On Wed, Jun 02, 2010 at 06:04:45PM +0800, Cong Wang wrote:
> On 06/02/10 02:42, Jay Vosburgh wrote:
>> Cong Wang<amwang@redhat.com>  wrote:
>>
>>> On 06/01/10 03:08, Flavio Leitner wrote:
>>>> On Mon, May 31, 2010 at 01:56:52PM +0800, Cong Wang wrote:
>>>>> Hi, Flavio,
>>>>>
>>>>> Please use the attached patch instead, try to see if it solves
>>>>> all your problems.
>>>>
>>>> I tried and it hangs.
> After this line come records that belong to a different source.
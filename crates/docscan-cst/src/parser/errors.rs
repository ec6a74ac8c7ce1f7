// Copyright (c) Ken Kocienda and other contributors.
//
// This source code is licensed under the MIT license found in the
// LICENSE file in the root directory of this source tree.

use peg::Parse;
use thiserror::Error;

use crate::parser::TokVec;
use crate::tokenizer::TokError;

#[allow(clippy::enum_variant_names)]
#[derive(Debug, Error, PartialEq, Eq)]
pub enum ParserError<'a> {
    #[error("tokenizer error: {0}")]
    TokenizerError(TokError, &'a str),
    #[error("parser error: {0}")]
    ParserError(
        peg::error::ParseError<<TokVec<'a> as Parse>::PositionRepr>,
        &'a str,
    ),
}

impl ParserError<'_> {
    /// The 1-based line the error refers to.
    pub fn line(&self) -> usize {
        match self {
            ParserError::TokenizerError(err, _) => err.line(),
            ParserError::ParserError(err, _) => err.location.start_pos.line,
        }
    }

    /// The error message without the error-class prefix.
    pub fn message(&self) -> String {
        match self {
            ParserError::TokenizerError(err, _) => err.to_string(),
            ParserError::ParserError(err, _) => format!("expected {}", err.expected),
        }
    }
}
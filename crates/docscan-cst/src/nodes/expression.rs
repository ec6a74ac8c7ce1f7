// Copyright (c) Ken Kocienda and other contributors.
//
// This source code is licensed under the MIT license found in the
// LICENSE file in the root directory of this source tree.

use super::Span;
use crate::tokenizer::Token;

#[derive(Debug, Clone, PartialEq, Eq)]
pub enum Expression<'a> {
    Name(Name<'a>),
    Attribute(Box<Attribute<'a>>),
    Subscript(Box<Subscript<'a>>),
    Call(Box<Call<'a>>),
    Tuple(Sequence<'a>),
    List(Sequence<'a>),
    Starred(Box<Starred<'a>>),
    String(StringLiteral<'a>),
    /// Any expression whose inner structure is not modelled.
    Other(Opaque<'a>),
}

impl<'a> Expression<'a> {
    pub fn span(&self) -> Span {
        match self {
            Expression::Name(node) => node.span,
            Expression::Attribute(node) => node.span,
            Expression::Subscript(node) => node.span,
            Expression::Call(node) => node.span,
            Expression::Tuple(node) | Expression::List(node) => node.span,
            Expression::Starred(node) => node.span,
            Expression::String(node) => node.span,
            Expression::Other(node) => node.span,
        }
    }

    /// The source text of this expression.
    pub fn text(&self, source: &'a str) -> &'a str {
        self.span().slice(source)
    }

    pub fn as_name(&self) -> Option<&Name<'a>> {
        match self {
            Expression::Name(name) => Some(name),
            _ => None,
        }
    }
}

#[derive(Debug, Clone, Copy, PartialEq, Eq)]
pub struct Name<'a> {
    pub value: &'a str,
    pub span: Span,
}

impl<'a> Name<'a> {
    pub(crate) fn from_token(tok: &Token<'a>) -> Self {
        Name {
            value: tok.text,
            span: Span::new(tok.start_offset, tok.end_offset),
        }
    }
}

/// `value.attr`
#[derive(Debug, Clone, PartialEq, Eq)]
pub struct Attribute<'a> {
    pub value: Expression<'a>,
    pub attr: Name<'a>,
    pub span: Span,
}

/// `value[slice]`, with the slice kept as raw text.
#[derive(Debug, Clone, PartialEq, Eq)]
pub struct Subscript<'a> {
    pub value: Expression<'a>,
    pub slice: &'a str,
    pub span: Span,
}

/// `func(args)`, with the arguments kept as raw text.
#[derive(Debug, Clone, PartialEq, Eq)]
pub struct Call<'a> {
    pub func: Expression<'a>,
    pub args: &'a str,
    pub span: Span,
}

/// Elements of a tuple or list display.
#[derive(Debug, Clone, PartialEq, Eq)]
pub struct Sequence<'a> {
    pub elements: Vec<Expression<'a>>,
    pub parenthesized: bool,
    pub span: Span,
}

/// `*value`
#[derive(Debug, Clone, PartialEq, Eq)]
pub struct Starred<'a> {
    pub value: Expression<'a>,
    pub span: Span,
}

#[derive(Debug, Clone, PartialEq, Eq)]
pub struct Opaque<'a> {
    pub text: &'a str,
    pub span: Span,
}

/// One string literal, possibly made of several implicitly concatenated
/// parts (`"a" "b"`).
#[derive(Debug, Clone, PartialEq, Eq)]
pub struct StringLiteral<'a> {
    pub parts: Vec<&'a str>,
    /// The concatenated value with prefixes, quotes and escapes resolved.
    pub value: String,
    pub is_bytes: bool,
    /// Whether any part is an f-string or t-string.
    pub is_formatted: bool,
    pub span: Span,
}

impl<'a> StringLiteral<'a> {
    /// Build a literal from consecutive string tokens.
    pub(crate) fn from_tokens(tokens: &[Token<'a>]) -> Self {
        let mut value = String::new();
        let mut is_bytes = false;
        let mut is_formatted = false;
        for tok in tokens {
            let quote_at = tok.text.find(['\'', '"']).unwrap_or(0);
            let prefix = tok.text[..quote_at].to_ascii_lowercase();
            is_bytes |= prefix.contains('b');
            is_formatted |= prefix.contains('f') || prefix.contains('t');
            let body = strip_quotes(&tok.text[quote_at..]);
            if prefix.contains('r') {
                value.push_str(body);
            } else {
                unescape_into(body, &mut value);
            }
        }
        let span = match (tokens.first(), tokens.last()) {
            (Some(first), Some(last)) => Span::new(first.start_offset, last.end_offset),
            _ => Span::default(),
        };
        StringLiteral {
            parts: tokens.iter().map(|tok| tok.text).collect(),
            value,
            is_bytes,
            is_formatted,
            span,
        }
    }
}

fn strip_quotes(quoted: &str) -> &str {
    let triple = quoted.len() >= 6 && (quoted.starts_with("'''") || quoted.starts_with("\"\"\""));
    let width = if triple { 3 } else { 1 };
    quoted
        .get(width..quoted.len().saturating_sub(width))
        .unwrap_or("")
}

/// Resolve backslash escapes the way Python does for `str` literals.
/// Unknown escapes are kept verbatim.
fn unescape_into(body: &str, out: &mut String) {
    let mut chars = body.chars().peekable();
    while let Some(c) = chars.next() {
        if c != '\\' {
            out.push(c);
            continue;
        }
        let Some(escaped) = chars.next() else {
            out.push('\\');
            break;
        };
        match escaped {
            '\n' => {}
            '\r' => {
                if chars.peek() == Some(&'\n') {
                    chars.next();
                }
            }
            '\\' | '\'' | '"' => out.push(escaped),
            'a' => out.push('\x07'),
            'b' => out.push('\x08'),
            'f' => out.push('\x0c'),
            'n' => out.push('\n'),
            'r' => out.push('\r'),
            't' => out.push('\t'),
            'v' => out.push('\x0b'),
            '0'..='7' => {
                let mut code = escaped.to_digit(8).unwrap_or(0);
                for _ in 0..2 {
                    match chars.peek().and_then(|d| d.to_digit(8)) {
                        Some(digit) => {
                            code = code * 8 + digit;
                            chars.next();
                        }
                        None => break,
                    }
                }
                out.push(char::from_u32(code).unwrap_or(char::REPLACEMENT_CHARACTER));
            }
            'x' | 'u' | 'U' => {
                let width = match escaped {
                    'x' => 2,
                    'u' => 4,
                    _ => 8,
                };
                let digits: String = chars
                    .clone()
                    .take(width)
                    .take_while(|d| d.is_ascii_hexdigit())
                    .collect();
                let decoded = (digits.len() == width)
                    .then(|| u32::from_str_radix(&digits, 16).ok())
                    .flatten()
                    .and_then(char::from_u32);
                match decoded {
                    Some(ch) => {
                        out.push(ch);
                        for _ in 0..width {
                            chars.next();
                        }
                    }
                    None => {
                        out.push('\\');
                        out.push(escaped);
                    }
                }
            }
            other => {
                out.push('\\');
                out.push(other);
            }
        }
    }
}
No backtraces this time.
>>>> The bond_change_active_slave() prints before NETDEV_BONDING_FAILOVER
>>>> notification, so I think it won't work.
>>>
>>> Ah, I thought the same.
>>>
>>>>
>>>> Please, correct if I'm wrong, but when a failover happens with your
>>>> patch applied, the netconsole would be disabled forever even with
>>>> another healthy slave, right?
>>>>
>>>
>>> Yes, this is an easy solution, because bonding has several modes,
>>> it is complex to make netpoll work in different modes.
>>
>> 	If I understand correctly, the root cause of the problem with
>> netconsole and bonding is that bonding is, ultimately, performing
>> printks with a write lock held, and when netconsole recursively calls
>> into bonding to send the printk over the netconsole, there is a deadlock
>> (when the bonding xmit function attempts to acquire the same lock for
>> read).
>
>
> Yes.
>
>>
>> 	You're trying to avoid the deadlock by shutting off netconsole
>> (permanently, it looks like) for one problem case: a failover, which
>> does some printks with a write lock held.
>>
>> 	This doesn't look to me like a complete solution, there are
>> other cases in bonding that will do printk with write locks held.  I
>> suspect those will also hang netconsole as things exist today, and won't
>> be affected by your patch below.
>
>
> I can expect that, bonding modes are complex.
>
>>
>> 	For example:
>>
>> 	The sysfs functions to set the primary (bonding_store_primary)
>> or active (bonding_store_active_slave) options: a pr_info is called to
>> provide a log message of the results.  These could be tested by setting
>> the primary or active options via sysfs, e.g.,
>>
>> echo eth0>  /sys/class/net/bond0/bonding/primary
>> echo eth0>  /sys/class/net/bond0/bonding/active
>>
>> 	If the kernel is defined with DEBUG, there are a few pr_debug
>> calls within write_locks (bond_del_vlan, for example).
>>
>> 	If the slave's underlying device driver's ndo_vlan_rx_register
>> or ndo_vlan_rx_kill_vid functions call printk (and it looks like some do
>> for error cases, e.g., igbvf, ehea, enic), those would also presumably
>> deadlock (because bonding holds its write_lock when calling the ndo_
>> vlan functions).
>>
>> 	It also appears that (with the patch below) some nominally
>> normal usage patterns will immediately disable netconsole.  The one that
>> comes to mind is if the primary= option is set (to "eth1" for this
>> example), but that slave not enslaved first (the slaves are added, say,
>> eth0 then eth1).  In that situation, when the primary slave (eth1 here)
>> is added, the first thing that will happen is a failover, and that will
>> disable netconsole.
>>
>
> Thanks for your detailed explanation!
>
> This is why I said bonding is complex. I guess we would have to adjust
> netpoll code for different bonding cases, one solution seems not fix all.
> I am not sure how much work to do, since I am not familiar with bonding
> code. Maybe Andy can help?
>

Sorry I've been silent until now.  This does seem quite similar to a
problem I've previously encountered when dealing with bonding+netpoll on
some old 2.6.9-based kernels.  There is no guarantee the methods used
there will apply here, but I'll talk about them anyway.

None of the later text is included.